§ Task objective: Filtering the records below, copy only those lines that include the word "services".

§ Record extracts:
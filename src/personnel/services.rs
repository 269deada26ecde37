use sqlx::SqlitePool;
use tracing::{info, warn};

use crate::{
    auth::AuthSession,
    error::AppError,
    personnel::{dto::PersonnelForm, repo, repo_types::Personnel},
};

/// The session user's records, newest first.
pub async fn list(db: &SqlitePool, auth: AuthSession) -> Result<Vec<Personnel>, AppError> {
    Ok(repo::list_by_owner(db, auth.user_id).await?)
}

pub async fn create(
    db: &SqlitePool,
    auth: AuthSession,
    form: PersonnelForm,
) -> Result<Personnel, AppError> {
    let fields = form.validate()?;
    let personnel = repo::insert(db, auth.user_id, &fields).await?;
    info!(user_id = auth.user_id, personnel_id = personnel.id, "personnel created");
    Ok(personnel)
}

/// Load a record the session user owns.
pub async fn get_for_edit(
    db: &SqlitePool,
    auth: AuthSession,
    id: i64,
) -> Result<Personnel, AppError> {
    let Some(personnel) = repo::find_by_id(db, id).await? else {
        return Err(AppError::NotFound);
    };
    if personnel.owner_id != auth.user_id {
        warn!(
            user_id = auth.user_id,
            personnel_id = id,
            owner_id = personnel.owner_id,
            "access to foreign personnel denied"
        );
        return Err(AppError::Forbidden);
    }
    Ok(personnel)
}

/// Last write wins between concurrent edits of the same record.
pub async fn update(
    db: &SqlitePool,
    auth: AuthSession,
    id: i64,
    form: PersonnelForm,
) -> Result<Personnel, AppError> {
    get_for_edit(db, auth, id).await?;
    let fields = form.validate()?;

    // Deleted between the check and the write.
    let Some(personnel) = repo::update_owned(db, auth.user_id, id, &fields).await? else {
        return Err(AppError::NotFound);
    };
    info!(user_id = auth.user_id, personnel_id = id, "personnel updated");
    Ok(personnel)
}

pub async fn delete(db: &SqlitePool, auth: AuthSession, id: i64) -> Result<(), AppError> {
    get_for_edit(db, auth, id).await?;
    if !repo::delete_owned(db, auth.user_id, id).await? {
        return Err(AppError::NotFound);
    }
    info!(user_id = auth.user_id, personnel_id = id, "personnel deleted");
    Ok(())
}

#[cfg(test)]
mod tests {
    use super::*;
    use crate::{auth::services::register, state::AppState};

    async fn user(state: &AppState, email: &str) -> AuthSession {
        let u = register(&state.db, "Tester", email, "password-123")
            .await
            .unwrap();
        AuthSession { user_id: u.id }
    }

    fn form(name: &str) -> PersonnelForm {
        PersonnelForm {
            name: name.into(),
            surname: "Hopper".into(),
            workstation: "WS-7".into(),
            service: "Compilers".into(),
        }
    }

    #[tokio::test]
    async fn create_sets_owner_from_session() {
        let state = AppState::in_memory().await.unwrap();
        let alice = user(&state, "alice@example.com").await;

        let p = create(&state.db, alice, form("Grace")).await.unwrap();
        assert_eq!(p.owner_id, alice.user_id);
        assert_eq!(p.name, "Grace");
    }

    #[tokio::test]
    async fn create_then_list_then_delete() {
        let state = AppState::in_memory().await.unwrap();
        let alice = user(&state, "alice@example.com").await;

        let created = create(&state.db, alice, form("Grace")).await.unwrap();
        let listed = list(&state.db, alice).await.unwrap();
        assert_eq!(listed, vec![created.clone()]);

        delete(&state.db, alice, created.id).await.unwrap();
        assert!(list(&state.db, alice).await.unwrap().is_empty());
    }

    #[tokio::test]
    async fn list_is_scoped_and_newest_first() {
        let state = AppState::in_memory().await.unwrap();
        let alice = user(&state, "alice@example.com").await;
        let bob = user(&state, "bob@example.com").await;

        let a1 = create(&state.db, alice, form("A1")).await.unwrap();
        create(&state.db, bob, form("B1")).await.unwrap();
        let a2 = create(&state.db, alice, form("A2")).await.unwrap();

        let ids: Vec<i64> = list(&state.db, alice)
            .await
            .unwrap()
            .into_iter()
            .map(|p| p.id)
            .collect();
        assert_eq!(ids, vec![a2.id, a1.id]);
    }

    #[tokio::test]
    async fn create_rejects_blank_fields() {
        let state = AppState::in_memory().await.unwrap();
        let alice = user(&state, "alice@example.com").await;

        let err = create(&state.db, alice, form("  ")).await.unwrap_err();
        assert!(matches!(err, AppError::Validation(_)));
        assert!(list(&state.db, alice).await.unwrap().is_empty());
    }

    #[tokio::test]
    async fn foreign_record_is_forbidden_and_untouched() {
        let state = AppState::in_memory().await.unwrap();
        let alice = user(&state, "alice@example.com").await;
        let mallory = user(&state, "mallory@example.com").await;
        let record = create(&state.db, alice, form("Grace")).await.unwrap();

        let err = get_for_edit(&state.db, mallory, record.id).await.unwrap_err();
        assert!(matches!(err, AppError::Forbidden));

        let err = update(&state.db, mallory, record.id, form("Hacked"))
            .await
            .unwrap_err();
        assert!(matches!(err, AppError::Forbidden));

        let err = delete(&state.db, mallory, record.id).await.unwrap_err();
        assert!(matches!(err, AppError::Forbidden));

        let stored = repo::find_by_id(&state.db, record.id).await.unwrap();
        assert_eq!(stored, Some(record));
    }

    #[tokio::test]
    async fn missing_record_is_not_found() {
        let state = AppState::in_memory().await.unwrap();
        let alice = user(&state, "alice@example.com").await;

        assert!(matches!(
            get_for_edit(&state.db, alice, 999).await.unwrap_err(),
            AppError::NotFound
        ));
        assert!(matches!(
            update(&state.db, alice, 999, form("x")).await.unwrap_err(),
            AppError::NotFound
        ));
        assert!(matches!(
            delete(&state.db, alice, 999).await.unwrap_err(),
            AppError::NotFound
        ));
    }

    #[tokio::test]
    async fn update_overwrites_fields_and_keeps_owner() {
        let state = AppState::in_memory().await.unwrap();
        let alice = user(&state, "alice@example.com").await;
        let record = create(&state.db, alice, form("Grace")).await.unwrap();

        let updated = update(
            &state.db,
            alice,
            record.id,
            PersonnelForm {
                name: "Ada".into(),
                surname: "Lovelace".into(),
                workstation: "WS-1".into(),
                service: "Analytics".into(),
            },
        )
        .await
        .unwrap();

        assert_eq!(updated.id, record.id);
        assert_eq!(updated.owner_id, alice.user_id);
        assert_eq!(updated.surname, "Lovelace");
        assert_eq!(
            get_for_edit(&state.db, alice, record.id).await.unwrap(),
            updated
        );
    }

    #[tokio::test]
    async fn invalid_update_leaves_record_unchanged() {
        let state = AppState::in_memory().await.unwrap();
        let alice = user(&state, "alice@example.com").await;
        let record = create(&state.db, alice, form("Grace")).await.unwrap();

        let err = update(&state.db, alice, record.id, form(""))
            .await
            .unwrap_err();
        assert!(matches!(err, AppError::Validation(_)));
        assert_eq!(
            get_for_edit(&state.db, alice, record.id).await.unwrap(),
            record
        );
    }
}
use axum::Json;
use serde::Serialize;
use tower_sessions::Session;

use crate::{
    error::AppError,
    flash::{self, Flash},
};

/// JSON view model returned by every GET page.
#[derive(Debug, Serialize)]
pub struct View<T> {
    pub flashes: Vec<Flash>,
    pub data: T,
}

/// Wrap `data` together with the messages queued by the previous request.
pub async fn render<T: Serialize>(session: &Session, data: T) -> Result<Json<View<T>>, AppError> {
    let flashes = flash::take(session).await?;
    Ok(Json(View { flashes, data }))
}

/// Body of pages that carry nothing but their name (forms, home).
#[derive(Debug, Serialize)]
pub struct Page {
    pub page: &'static str,
}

§ Result of the task:
filename src/personnel/services.rs
    use crate::{auth::services::register, state::AppState};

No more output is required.